What you are asked to do:
Each line of the records below that holds "alias" should be copied out.

[Data excerpts]
use std::collections::{BTreeMap, HashMap};
use std::sync::Mutex;

use serde::{Deserialize, Serialize};

use crate::error::StoreError;

/// Key of the one subscription row the client mirrors.
pub const SUBSCRIPTION_ROW_ID: &str = "0";

#[derive(Debug, Clone, PartialEq, Eq, Serialize, Deserialize)]
pub struct SubscriptionState {
    #[serde(default)]
    pub email: Option<String>,
    #[serde(rename = "subscription", alias = "subscription_plan_id")]
    pub subscription_plan_id: String,
}

#[derive(Debug, Clone, PartialEq, Eq, Serialize, Deserialize)]
pub struct PaymentMethod {
    pub id: String,
    #[serde(default, skip_serializing_if = "Option::is_none")]
    pub brand: Option<String>,
    #[serde(default, skip_serializing_if = "Option::is_none")]
    pub last4: Option<String>,
    #[serde(default, skip_serializing_if = "Option::is_none")]
    pub exp_month: Option<u32>,
    #[serde(default, skip_serializing_if = "Option::is_none")]
    pub exp_year: Option<u32>,
}

impl PaymentMethod {
    #[must_use]
    pub fn new(id: impl Into<String>) -> Self {
        Self {
            id: id.into(),
            brand: None,
            last4: None,
            exp_month: None,
            exp_year: None,
        }
    }
}

/// Authoritative billing data as served by the billing feed.
#[derive(Debug, Clone, Default, PartialEq, Eq, Serialize, Deserialize)]
pub struct BillingSnapshot {
    #[serde(default)]
    pub subscription: Option<SubscriptionState>,
    #[serde(default)]
    pub payment_methods: Vec<PaymentMethod>,
}

/// Client-side mirror of the user's subscription row and payment methods.
///
/// Shared by every open prompt; the last write wins.
#[derive(Debug, Default)]
pub struct BillingStore {
    subscriptions: Mutex<HashMap<String, SubscriptionState>>,
    payment_methods: Mutex<BTreeMap<String, PaymentMethod>>,
}

impl BillingStore {
    #[must_use]
    pub fn new() -> Self {
        Self::default()
    }

    #[must_use]
    pub fn with_snapshot(snapshot: BillingSnapshot) -> Self {
        let store = Self::new();
        if let Ok(mut subscriptions) = store.subscriptions.lock() {
            if let Some(subscription) = snapshot.subscription {
                subscriptions.insert(SUBSCRIPTION_ROW_ID.to_string(), subscription);
            }
        }
        if let Ok(mut payment_methods) = store.payment_methods.lock() {
            for method in snapshot.payment_methods {
                payment_methods.insert(method.id.clone(), method);
            }
        }
        store
    }

    fn lock_error(label: &str) -> StoreError {
        StoreError::Internal(format!("mutex poisoned: {label}"))
    }

    pub fn subscription(&self) -> Result<Option<SubscriptionState>, StoreError> {
        let subscriptions = self
            .subscriptions
            .lock()
            .map_err(|_| Self::lock_error("subscriptions"))?;
        Ok(subscriptions.get(SUBSCRIPTION_ROW_ID).cloned())
    }

    pub fn subscription_plan_id(&self) -> Result<Option<String>, StoreError> {
        Ok(self
            .subscription()?
            .map(|subscription| subscription.subscription_plan_id))
    }

    /// Set only the plan id, keeping any known email. Creates the row when the
    /// feed has not delivered it yet.
    pub fn set_subscription_plan(&self, plan_id: &str) -> Result<(), StoreError> {
        let mut subscriptions = self
            .subscriptions
            .lock()
            .map_err(|_| Self::lock_error("subscriptions"))?;
        subscriptions
            .entry(SUBSCRIPTION_ROW_ID.to_string())
            .and_modify(|row| row.subscription_plan_id = plan_id.to_string())
            .or_insert_with(|| SubscriptionState {
                email: None,
                subscription_plan_id: plan_id.to_string(),
            });
        Ok(())
    }

    /// Replace the subscription row with `email` and `plan_id`.
    pub fn upsert_subscription(&self, email: &str, plan_id: &str) -> Result<(), StoreError> {
        let mut subscriptions = self
            .subscriptions
            .lock()
            .map_err(|_| Self::lock_error("subscriptions"))?;
        subscriptions.insert(
            SUBSCRIPTION_ROW_ID.to_string(),
            SubscriptionState {
                email: Some(email.to_string()),
                subscription_plan_id: plan_id.to_string(),
            },
        );
        Ok(())
    }

    pub fn upsert_payment_method(&self, method: PaymentMethod) -> Result<(), StoreError> {
        let mut payment_methods = self
            .payment_methods
            .lock()
            .map_err(|_| Self::lock_error("payment_methods"))?;
        payment_methods.insert(method.id.clone(), method);
        Ok(())
    }

    pub fn payment_method_count(&self) -> Result<usize, StoreError> {
        let payment_methods = self
            .payment_methods
            .lock()
            .map_err(|_| Self::lock_error("payment_methods"))?;
        Ok(payment_methods.len())
    }

    pub fn payment_methods(&self) -> Result<Vec<PaymentMethod>, StoreError> {
        let payment_methods = self
            .payment_methods
            .lock()
            .map_err(|_| Self::lock_error("payment_methods"))?;
        Ok(payment_methods.values().cloned().collect())
    }

    pub fn snapshot(&self) -> Result<BillingSnapshot, StoreError> {
        Ok(BillingSnapshot {
            subscription: self.subscription()?,
            payment_methods: self.payment_methods()?,
        })
    }

    /// Overwrite the local mirror with server state. Returns `true` when the
    /// local copy had drifted from it.
    pub fn replace_with_snapshot(&self, snapshot: BillingSnapshot) -> Result<bool, StoreError> {
        let mut subscriptions = self
            .subscriptions
            .lock()
            .map_err(|_| Self::lock_error("subscriptions"))?;
        let mut payment_methods = self
            .payment_methods
            .lock()
            .map_err(|_| Self::lock_error("payment_methods"))?;

        let incoming_methods = snapshot
            .payment_methods
            .into_iter()
            .map(|method| (method.id.clone(), method))
            .collect::<BTreeMap<_, _>>();

        let drifted = subscriptions.get(SUBSCRIPTION_ROW_ID) != snapshot.subscription.as_ref()
            || *payment_methods != incoming_methods;

        subscriptions.clear();
        if let Some(subscription) = snapshot.subscription {
            subscriptions.insert(SUBSCRIPTION_ROW_ID.to_string(), subscription);
        }
        *payment_methods = incoming_methods;
        Ok(drifted)
    }
}
use serde::{Deserialize, Serialize};

/// Plan id reported when the subscription row has not loaded yet.
pub const UNKNOWN_PLAN_ID: &str = "unknown";
/// Plan a user without an explicit plan is on.
pub const FREE_PLAN_ID: &str = "free";

#[derive(Debug, Clone, PartialEq, Eq, Serialize, Deserialize)]
pub struct Plan {
    #[serde(rename = "_id", alias = "id")]
    pub id: String,
    /// Monthly price in cents.
    pub price: u64,
}

impl Plan {
    #[must_use]
    pub fn new(id: impl Into<String>, price: u64) -> Self {
        Self {
            id: id.into(),
            price,
        }
    }

    #[must_use]
    pub fn is_free(&self) -> bool {
        self.price == 0
    }
}

/// A catalog plan annotated relative to the user's active subscription.
#[derive(Debug, Clone, PartialEq, Eq)]
pub struct PlanView {
    pub plan: Plan,
    pub is_current: bool,
    /// Only meaningful when `is_current` is false.
    pub is_upgrade: bool,
}

impl PlanView {
    /// Whether this plan's card should embed a payment frame instead of a
    /// plain "select" action.
    #[must_use]
    pub fn shows_payment_frame(&self, payment_method_count: usize) -> bool {
        !self.plan.is_free() && !self.is_current && payment_method_count == 0
    }
}

#[must_use]
pub fn annotate_plans(catalog: &[Plan], subscription_plan_id: Option<&str>) -> Vec<PlanView> {
    let current_id = subscription_plan_id.unwrap_or(UNKNOWN_PLAN_ID);
    let current = catalog.iter().find(|plan| plan.id == current_id);

    catalog
        .iter()
        .map(|plan| {
            let is_current = plan.id == current_id;
            let is_upgrade = !is_current
                && current.is_none_or(|current| plan.price > current.price);
            PlanView {
                plan: plan.clone(),
                is_current,
                is_upgrade,
            }
        })
        .collect()
}
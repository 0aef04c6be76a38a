use std::time::Duration;

use crate::error::ConfigError;

pub const ENV_BILLING_WILDCARD_HOST: &str = "OPENAGENTS_BILLING_WILDCARD_HOST";
pub const ENV_BILLING_PAYMENTS_SERVICE: &str = "OPENAGENTS_BILLING_PAYMENTS_SERVICE";
pub const ENV_BILLING_RECHECK_DELAY_MS: &str = "OPENAGENTS_BILLING_RECHECK_DELAY_MS";
pub const ENV_BILLING_PRODUCT_NAME: &str = "OPENAGENTS_BILLING_PRODUCT_NAME";
pub const ENV_BILLING_METHODS_BASE_URL: &str = "OPENAGENTS_BILLING_METHODS_BASE_URL";
pub const ENV_BILLING_AUTH_TOKEN: &str = "OPENAGENTS_BILLING_AUTH_TOKEN";

pub const DEFAULT_WILDCARD_HOST: &str = "*.local.openagents.com";
pub const DEFAULT_PAYMENTS_SERVICE: &str = "payments";
pub const DEFAULT_RECHECK_DELAY_MS: u64 = 2_000;
pub const DEFAULT_PRODUCT_NAME: &str = "OpenAgents";
pub const DEFAULT_METHODS_BASE_URL: &str = "http://127.0.0.1:8787";

#[derive(Debug, Clone, PartialEq, Eq)]
pub struct BillingConfig {
    /// Host pattern with a single `*` replaced by a service name, e.g. `*.oasis.example.com`.
    pub wildcard_host: String,
    pub payments_service: String,
    pub recheck_delay: Duration,
    pub product_name: String,
    pub methods_base_url: String,
    pub auth_token: Option<String>,
}

impl Default for BillingConfig {
    fn default() -> Self {
        Self {
            wildcard_host: DEFAULT_WILDCARD_HOST.to_string(),
            payments_service: DEFAULT_PAYMENTS_SERVICE.to_string(),
            recheck_delay: Duration::from_millis(DEFAULT_RECHECK_DELAY_MS),
            product_name: DEFAULT_PRODUCT_NAME.to_string(),
            methods_base_url: DEFAULT_METHODS_BASE_URL.to_string(),
            auth_token: None,
        }
    }
}

impl BillingConfig {
    pub fn from_env() -> Result<Self, ConfigError> {
        let defaults = Self::default();

        let recheck_delay = match env_non_empty(ENV_BILLING_RECHECK_DELAY_MS) {
            Some(raw) => {
                let millis = raw.parse::<u64>().map_err(|_| ConfigError::InvalidEnv {
                    key: ENV_BILLING_RECHECK_DELAY_MS.to_string(),
                    value: raw.clone(),
                })?;
                Duration::from_millis(millis)
            }
            None => defaults.recheck_delay,
        };

        let methods_base_url = env_non_empty(ENV_BILLING_METHODS_BASE_URL)
            .map(|value| value.trim_end_matches('/').to_string())
            .unwrap_or(defaults.methods_base_url);
        url::Url::parse(&methods_base_url).map_err(|_| ConfigError::InvalidEnv {
            key: ENV_BILLING_METHODS_BASE_URL.to_string(),
            value: methods_base_url.clone(),
        })?;

        Ok(Self {
            wildcard_host: env_non_empty(ENV_BILLING_WILDCARD_HOST)
                .unwrap_or(defaults.wildcard_host),
            payments_service: env_non_empty(ENV_BILLING_PAYMENTS_SERVICE)
                .unwrap_or(defaults.payments_service),
            recheck_delay,
            product_name: env_non_empty(ENV_BILLING_PRODUCT_NAME).unwrap_or(defaults.product_name),
            methods_base_url,
            auth_token: env_non_empty(ENV_BILLING_AUTH_TOKEN),
        })
    }
}

fn env_non_empty(key: &str) -> Option<String> {
    std::env::var(key)
        .ok()
        .map(|value| value.trim().to_string())
        .filter(|value| !value.is_empty())
}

Result of the task:
    #[serde(rename = "subscription", alias = "subscription_plan_id")]
    #[serde(rename = "_id", alias = "id")]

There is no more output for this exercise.